La Cour conclut que les décisions des représentants des gouvernements des États membres fixant le nouveau siège de l’EMA et celui de l’ELA (affaires jointes C‑59/18 et C‑182/18 et affaire C‑743/19) constituent, non pas des actes du Conseil, mais des actes de nature politique, dépourvus d’effets juridiques contraignants, pris par les États membres collectivement, de sorte que ces décisions ne sauraient faire l’objet d’un recours en annulation en vertu de l’article 263 TFUE. Elle rejette en conséquence lesdits recours comme étant dirigés contre des actes dont elle n’est pas compétente pour juger la légalité.

– Sur la validité de l’acte législatif fixant le siège d’un organe ou d’un organisme de l’Union (affaires jointes C‑106/19 et C‑232/19)

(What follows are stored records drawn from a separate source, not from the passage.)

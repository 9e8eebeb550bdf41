use std::str::FromStr;
use tracing::warn;

/// Fewest boxes a game may have.
pub const MIN_BOXES: usize = 5;
/// Most boxes a game may have.
pub const MAX_BOXES: usize = 10;
/// Largest value `max_number` may take.
pub const MAX_NUMBER_LIMIT: u16 = 999;
pub const DEFAULT_BOXES: usize = 5;
pub const DEFAULT_MAX_NUMBER: u16 = 20;

#[derive(thiserror::Error, Debug, Clone, PartialEq, Eq)]
#[non_exhaustive]
pub enum ConfigError {
    #[error("not a number: '{0}'")]
    NotANumber(String),
    #[error("box count out of range: expected {min}..={max}, got {got}")]
    BoxCountOutOfRange { min: usize, max: usize, got: usize },
    #[error("max number out of range: expected {min}..={max}, got {got}")]
    MaxNumberOutOfRange { min: u16, max: u16, got: u16 },
}

/// Immutable per-session settings.
///
/// Always satisfies `MIN_BOXES <= box_count <= MAX_BOXES` and
/// `box_count <= max_number <= MAX_NUMBER_LIMIT`.
///
/// ```
/// use roskis::config::GameConfig;
///
/// let cfg = GameConfig::clamped(7, 3);
/// assert_eq!(cfg.box_count(), 7);
/// assert_eq!(cfg.max_number(), 7);
/// ```
#[derive(Debug, Clone, Copy, PartialEq, Eq, Hash)]
pub struct GameConfig {
    box_count: usize,
    max_number: u16,
}

impl Default for GameConfig {
    fn default() -> Self {
        Self { box_count: DEFAULT_BOXES, max_number: DEFAULT_MAX_NUMBER }
    }
}

impl GameConfig {
    /// Strict constructor: rejects anything outside the valid ranges.
    pub fn try_new(box_count: usize, max_number: u16) -> Result<Self, ConfigError> {
        if !(MIN_BOXES..=MAX_BOXES).contains(&box_count) {
            return Err(ConfigError::BoxCountOutOfRange {
                min: MIN_BOXES,
                max: MAX_BOXES,
                got: box_count,
            });
        }
        let min = box_count as u16;
        if !(min..=MAX_NUMBER_LIMIT).contains(&max_number) {
            return Err(ConfigError::MaxNumberOutOfRange {
                min,
                max: MAX_NUMBER_LIMIT,
                got: max_number,
            });
        }
        Ok(Self { box_count, max_number })
    }

    /// Lenient constructor used at session start. Never fails: the box count
    /// is clamped into range, a zero max number falls back to the default,
    /// and the max number is then clamped into `[box_count, MAX_NUMBER_LIMIT]`.
    pub fn clamped(box_count: usize, max_number: u16) -> Self {
        let boxes = box_count.clamp(MIN_BOXES, MAX_BOXES);
        if boxes != box_count {
            warn!(requested = box_count, used = boxes, "box count clamped");
        }
        let requested = if max_number == 0 {
            warn!(used = DEFAULT_MAX_NUMBER, "max number not positive, using default");
            DEFAULT_MAX_NUMBER
        } else {
            max_number
        };
        let max = requested.clamp(boxes as u16, MAX_NUMBER_LIMIT);
        if max != requested {
            warn!(requested, used = max, "max number clamped");
        }
        Self { box_count: boxes, max_number: max }
    }

    /// Build a config from raw text such as a form field or CLI argument.
    /// Non-numeric input falls back to the defaults before clamping.
    ///
    /// ```
    /// use roskis::config::GameConfig;
    ///
    /// let cfg = GameConfig::from_input("abc", "2000");
    /// assert_eq!(cfg.box_count(), 5);
    /// assert_eq!(cfg.max_number(), 999);
    /// ```
    pub fn from_input(box_text: &str, max_text: &str) -> Self {
        let boxes = match parse_number::<usize>(box_text) {
            Ok(v) => v,
            Err(err) => {
                warn!(%err, used = DEFAULT_BOXES, "invalid box count");
                DEFAULT_BOXES
            }
        };
        let max = match parse_number::<u64>(max_text) {
            // Anything past u16 is past the limit anyway.
            Ok(v) => u16::try_from(v).unwrap_or(u16::MAX),
            Err(err) => {
                warn!(%err, used = DEFAULT_MAX_NUMBER, "invalid max number");
                DEFAULT_MAX_NUMBER
            }
        };
        Self::clamped(boxes, max)
    }

    /// Strict parse of both fields; reports the first problem found.
    pub fn parse(box_text: &str, max_text: &str) -> Result<Self, ConfigError> {
        let boxes = parse_number::<usize>(box_text)?;
        let max = parse_number::<u16>(max_text)?;
        Self::try_new(boxes, max)
    }

    pub fn box_count(&self) -> usize {
        self.box_count
    }

    pub fn max_number(&self) -> u16 {
        self.max_number
    }
}

fn parse_number<T: FromStr>(s: &str) -> Result<T, ConfigError> {
    let t = s.trim();
    t.parse::<T>().map_err(|_| ConfigError::NotANumber(t.to_string()))
}

#[cfg(test)]
mod tests {
    use super::*;

    #[test]
    fn default_is_five_boxes_up_to_twenty() {
        let cfg = GameConfig::default();
        assert_eq!(cfg.box_count(), 5);
        assert_eq!(cfg.max_number(), 20);
    }

    #[test]
    fn clamped_raises_max_to_box_count() {
        let cfg = GameConfig::clamped(8, 6);
        assert_eq!(cfg.max_number(), 8);
    }

    #[test]
    fn clamped_limits_box_count_and_max() {
        assert_eq!(GameConfig::clamped(2, 50).box_count(), 5);
        assert_eq!(GameConfig::clamped(42, 50).box_count(), 10);
        assert_eq!(GameConfig::clamped(5, 5000).max_number(), 999);
    }

    #[test]
    fn zero_max_uses_default() {
        assert_eq!(GameConfig::clamped(5, 0).max_number(), 20);
        // Default is still raised to the box count when needed.
        assert_eq!(GameConfig::clamped(10, 0).max_number(), 20);
    }

    #[test]
    fn from_input_handles_garbage_and_whitespace() {
        let cfg = GameConfig::from_input(" 7 ", "x");
        assert_eq!(cfg.box_count(), 7);
        assert_eq!(cfg.max_number(), 20);

        let cfg = GameConfig::from_input("6", "-3");
        assert_eq!(cfg.max_number(), 20);

        let cfg = GameConfig::from_input("9", "100000");
        assert_eq!(cfg.max_number(), 999);
    }

    #[test]
    fn try_new_rejects_out_of_range() {
        assert!(matches!(
            GameConfig::try_new(4, 10),
            Err(ConfigError::BoxCountOutOfRange { got: 4, .. })
        ));
        assert!(matches!(
            GameConfig::try_new(6, 5),
            Err(ConfigError::MaxNumberOutOfRange { min: 6, got: 5, .. })
        ));
        assert!(GameConfig::try_new(10, 999).is_ok());
    }

    #[test]
    fn parse_reports_non_numeric() {
        assert_eq!(GameConfig::parse("five", "20"), Err(ConfigError::NotANumber("five".into())));
        assert_eq!(GameConfig::parse("5", "20"), GameConfig::try_new(5, 20));
    }
}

S’agissant du règlement attaqué, par lequel le Conseil et le Parlement ont entériné, par la procédure législative ordinaire, la décision des représentants des gouvernements des États membres fixant le nouveau siège de l’EMA, la Cour rappelle que c’est à ces seules institutions, en vertu des principes d’attribution des pouvoirs et d’équilibre institutionnel consacrés par le traité UE ( 8 ), qu’il revient de déterminer son contenu. À cet égard, elle souligne que cette décision ne peut se voir attribuer aucune valeur contraignante susceptible de limiter le pouvoir d’appréciation du législateur de l’Union. Ladite décision a donc la valeur d’un acte de coopération politique qui n’empiète en aucun cas sur les compétences conférées aux institutions de l’Union dans le cadre de la procédure législative ordinaire. L’absence d’implication du Parlement dans le processus ayant abouti à ladite décision ne constitue ainsi, en aucun cas, une violation, ni un contournement, des prérogatives de cette institution en tant que colégislateur, et l’incidence politique de ladite décision sur le pouvoir législatif du Parlement et du Conseil ne saurait constituer un motif d’annulation par la Cour du règlement attaqué. La décision du 20 novembre 2017 étant dénuée de tout effet juridique contraignant en droit de l’Union, la Cour conclut que cette décision ne saurait constituer la base juridique du règlement attaqué, de sorte que la légalité de ce dernier ne saurait se trouver affectée par d’éventuelles irrégularités ayant entaché l’adoption de ladite décision


( 1 ) Décision adoptée en marge d’une réunion du Conseil désignant la ville d’Amsterdam comme nouveau siège de l’Agence européenne des médicaments (EMA) (ci-après la « décision fixant le nouveau siège de l’EMA »).

( 2 ) Règlement (UE) 2018/1718 du Parlement européen et du Conseil du 14 novembre 2018 portant modification du règlement (CE) no 726/2004 en ce qui concerne la fixation du siège de l’Agence européenne des médicaments (JO 2018, L 291, p. 3, ci-après le « règlement attaqué »).

( 3 ) Décision (UE) 2019/1199 prise d’un commun accord entre les représentants des gouvernements des États membres le 13 juin 2019 fixant le siège de l’Autorité européenne du travail (JO 2019, L 189, p. 68, ci-après la « décision fixant le siège de l’ELA »).

( 4 ) L’article 341 TFUE établit que « [l]e siège des institutions de l’Union est fixé du commun accord des gouvernements des États membres ».

( 5 ) Telles que mentionnées à l’article 13, paragraphe 1, TUE.

( 6 ) La Cour procède, sur le fond, à un raisonnement similaire dans les affaires jointes C‑106/19 et C‑232/19.

( 7 ) Au titre de l’article 340, deuxième alinéa, TFUE.

( 8 ) Article 13, paragraphe 2, TUE.